DATA SUPPLIED Start Marker

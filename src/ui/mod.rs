pub mod chart;
pub mod dashboard;

use ratatui::layout::{Constraint, Direction, Layout};
use ratatui::Frame;

use crate::event::AppEvent;
use crate::input::BandEditor;
use crate::model::band::ThresholdBand;
use crate::model::candle::Candle;
use crate::notify::NotifyOutcome;

use chart::CandleChart;
use dashboard::{BandPanel, BannerBar, KeybindBar, LogPanel, PricePanel, StatusBar};

const MAX_LOG_MESSAGES: usize = 200;

#[derive(Debug, Clone, Copy, PartialEq, Eq)]
pub enum BannerKind {
    Success,
    Error,
}

#[derive(Debug, Clone, PartialEq, Eq)]
pub struct AlertBanner {
    pub kind: BannerKind,
    pub text: String,
}

pub struct AppState {
    pub symbol: String,
    pub interval: String,
    pub last_price: Option<f64>,
    pub prev_price: Option<f64>,
    pub candles: Vec<Candle>,
    pub band: ThresholdBand,
    pub band_step: f64,
    pub editor: Option<BandEditor>,
    pub banner: Option<AlertBanner>,
    pub chart_height: u16,
    pub notify_enabled: bool,
    pub paused: bool,
    pub tick_count: u64,
    pub skipped_count: u64,
    pub alerts_sent: u64,
    pub alerts_failed: u64,
    pub log_messages: Vec<String>,
}

impl AppState {
    pub fn new(symbol: &str, interval: &str, band: ThresholdBand, chart_height: u16) -> Self {
        Self {
            symbol: symbol.to_string(),
            interval: interval.to_string(),
            last_price: None,
            prev_price: None,
            candles: Vec::new(),
            band,
            band_step: 10.0,
            editor: None,
            banner: None,
            chart_height,
            notify_enabled: false,
            paused: false,
            tick_count: 0,
            skipped_count: 0,
            alerts_sent: 0,
            alerts_failed: 0,
            log_messages: Vec::new(),
        }
    }

    pub fn push_log(&mut self, msg: String) {
        self.log_messages.push(msg);
        if self.log_messages.len() > MAX_LOG_MESSAGES {
            self.log_messages.remove(0);
        }
    }

    pub fn in_band(&self) -> bool {
        self.last_price.is_some_and(|p| self.band.contains(p))
    }

    pub fn apply(&mut self, event: AppEvent) {
        match event {
            AppEvent::Price(tick) => {
                self.tick_count += 1;
                self.prev_price = self.last_price;
                self.last_price = Some(tick.price);
            }
            AppEvent::Candles(candles) => {
                self.candles = candles;
            }
            AppEvent::Alert(outcome) => match outcome {
                NotifyOutcome::Sent { message_id, body } => {
                    self.alerts_sent += 1;
                    self.push_log(format!("Alert sent ({}): {}", message_id, body));
                    self.banner = Some(AlertBanner {
                        kind: BannerKind::Success,
                        text: format!("Alert sent: {}", body),
                    });
                }
                NotifyOutcome::Failed { error, .. } => {
                    self.alerts_failed += 1;
                    self.push_log(format!("[ERR] Alert failed: {}", error));
                    self.banner = Some(AlertBanner {
                        kind: BannerKind::Error,
                        text: format!("Alert failed: {}", error),
                    });
                }
                NotifyOutcome::Skipped(_) => {}
            },
            AppEvent::FetchSkipped => {
                self.skipped_count += 1;
            }
            AppEvent::PollingState { running } => {
                self.paused = !running;
                self.push_log(if running {
                    "Polling resumed".to_string()
                } else {
                    "[WARN] Polling paused".to_string()
                });
            }
        }
    }
}

pub fn render(frame: &mut Frame, state: &AppState) {
    let outer = Layout::default()
        .direction(Direction::Vertical)
        .constraints([
            Constraint::Length(1),                  // status bar
            Constraint::Length(3),                  // price + band
            Constraint::Length(state.chart_height), // chart
            Constraint::Length(1),                  // alert banner
            Constraint::Min(3),                     // log
            Constraint::Length(1),                  // keybinds
        ])
        .split(frame.area());

    frame.render_widget(
        StatusBar {
            symbol: &state.symbol,
            paused: state.paused,
            notify_enabled: state.notify_enabled,
            tick_count: state.tick_count,
            skipped_count: state.skipped_count,
            alerts_sent: state.alerts_sent,
            alerts_failed: state.alerts_failed,
        },
        outer[0],
    );

    let top = Layout::default()
        .direction(Direction::Horizontal)
        .constraints([Constraint::Percentage(50), Constraint::Percentage(50)])
        .split(outer[1]);
    frame.render_widget(
        PricePanel {
            symbol: &state.symbol,
            price: state.last_price,
            prev_price: state.prev_price,
            in_band: state.in_band(),
        },
        top[0],
    );
    frame.render_widget(
        BandPanel {
            band: &state.band,
            editor: state.editor.as_ref(),
        },
        top[1],
    );

    frame.render_widget(
        CandleChart::new(&state.candles, &state.symbol, &state.interval).band(Some(state.band)),
        outer[2],
    );
    frame.render_widget(
        BannerBar {
            banner: state.banner.as_ref(),
        },
        outer[3],
    );
    frame.render_widget(LogPanel::new(&state.log_messages), outer[4]);
    frame.render_widget(
        KeybindBar {
            editing: state.editor.is_some(),
        },
        outer[5],
    );
}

DATA SUPPLIED End Marker

- TASK DESCRIPTION -
Could you transcribe all of the entries exactly, leaving nothing out?

- REPLY TO THE TASK -
filename src/ui/mod.rs
pub mod chart;
pub mod dashboard;

use ratatui::layout::{Constraint, Direction, Layout};
use ratatui::Frame;

use crate::event::AppEvent;
use crate::input::BandEditor;
use crate::model::band::ThresholdBand;
use crate::model::candle::Candle;
use crate::notify::NotifyOutcome;

use chart::CandleChart;
use dashboard::{BandPanel, BannerBar, KeybindBar, LogPanel, PricePanel, StatusBar};

const MAX_LOG_MESSAGES: usize = 200;

#[derive(Debug, Clone, Copy, PartialEq, Eq)]
pub enum BannerKind {
    Success,
    Error,
}

#[derive(Debug, Clone, PartialEq, Eq)]
pub struct AlertBanner {
    pub kind: BannerKind,
    pub text: String,
}

pub struct AppState {
    pub symbol: String,
    pub interval: String,
    pub last_price: Option<f64>,
    pub prev_price: Option<f64>,
    pub candles: Vec<Candle>,
    pub band: ThresholdBand,
    pub band_step: f64,
    pub editor: Option<BandEditor>,
    pub banner: Option<AlertBanner>,
    pub chart_height: u16,
    pub notify_enabled: bool,
    pub paused: bool,
    pub tick_count: u64,
    pub skipped_count: u64,
    pub alerts_sent: u64,
    pub alerts_failed: u64,
    pub log_messages: Vec<String>,
}

impl AppState {
    pub fn new(symbol: &str, interval: &str, band: ThresholdBand, chart_height: u16) -> Self {
        Self {
            symbol: symbol.to_string(),
            interval: interval.to_string(),
            last_price: None,
            prev_price: None,
            candles: Vec::new(),
            band,
            band_step: 10.0,
            editor: None,
            banner: None,
            chart_height,
            notify_enabled: false,
            paused: false,
            tick_count: 0,
            skipped_count: 0,
            alerts_sent: 0,
            alerts_failed: 0,
            log_messages: Vec::new(),
        }
    }

    pub fn push_log(&mut self, msg: String) {
        self.log_messages.push(msg);
        if self.log_messages.len() > MAX_LOG_MESSAGES {
            self.log_messages.remove(0);
        }
    }

    pub fn in_band(&self) -> bool {
        self.last_price.is_some_and(|p| self.band.contains(p))
    }

    pub fn apply(&mut self, event: AppEvent) {
        match event {
            AppEvent::Price(tick) => {
                self.tick_count += 1;
                self.prev_price = self.last_price;
                self.last_price = Some(tick.price);
            }
            AppEvent::Candles(candles) => {
                self.candles = candles;
            }
            AppEvent::Alert(outcome) => match outcome {
                NotifyOutcome::Sent { message_id, body } => {
                    self.alerts_sent += 1;
                    self.push_log(format!("Alert sent ({}): {}", message_id, body));
                    self.banner = Some(AlertBanner {
                        kind: BannerKind::Success,
                        text: format!("Alert sent: {}", body),
                    });
                }
                NotifyOutcome::Failed { error, .. } => {
                    self.alerts_failed += 1;
                    self.push_log(format!("[ERR] Alert failed: {}", error));
                    self.banner = Some(AlertBanner {
                        kind: BannerKind::Error,
                        text: format!("Alert failed: {}", error),
                    });
                }
                NotifyOutcome::Skipped(_) => {}
            },
            AppEvent::FetchSkipped => {
                self.skipped_count += 1;
            }
            AppEvent::PollingState { running } => {
                self.paused = !running;
                self.push_log(if running {
                    "Polling resumed".to_string()
                } else {
                    "[WARN] Polling paused".to_string()
                });
            }
        }
    }
}

pub fn render(frame: &mut Frame, state: &AppState) {
    let outer = Layout::default()
        .direction(Direction::Vertical)
        .constraints([
            Constraint::Length(1),                  // status bar
            Constraint::Length(3),                  // price + band
            Constraint::Length(state.chart_height), // chart
            Constraint::Length(1),                  // alert banner
            Constraint::Min(3),                     // log
            Constraint::Length(1),                  // keybinds
        ])
        .split(frame.area());

    frame.render_widget(
        StatusBar {
            symbol: &state.symbol,
            paused: state.paused,
            notify_enabled: state.notify_enabled,
            tick_count: state.tick_count,
            skipped_count: state.skipped_count,
            alerts_sent: state.alerts_sent,
            alerts_failed: state.alerts_failed,
        },
        outer[0],
    );

    let top = Layout::default()
        .direction(Direction::Horizontal)
        .constraints([Constraint::Percentage(50), Constraint::Percentage(50)])
        .split(outer[1]);
    frame.render_widget(
        PricePanel {
            symbol: &state.symbol,
            price: state.last_price,
            prev_price: state.prev_price,
            in_band: state.in_band(),
        },
        top[0],
    );
    frame.render_widget(
        BandPanel {
            band: &state.band,
            editor: state.editor.as_ref(),
        },
        top[1],
    );

    frame.render_widget(
        CandleChart::new(&state.candles, &state.symbol, &state.interval).band(Some(state.band)),
        outer[2],
    );
    frame.render_widget(
        BannerBar {
            banner: state.banner.as_ref(),
        },
        outer[3],
    );
    frame.render_widget(LogPanel::new(&state.log_messages), outer[4]);
    frame.render_widget(
        KeybindBar {
            editing: state.editor.is_some(),
        },
        outer[5],
    );
}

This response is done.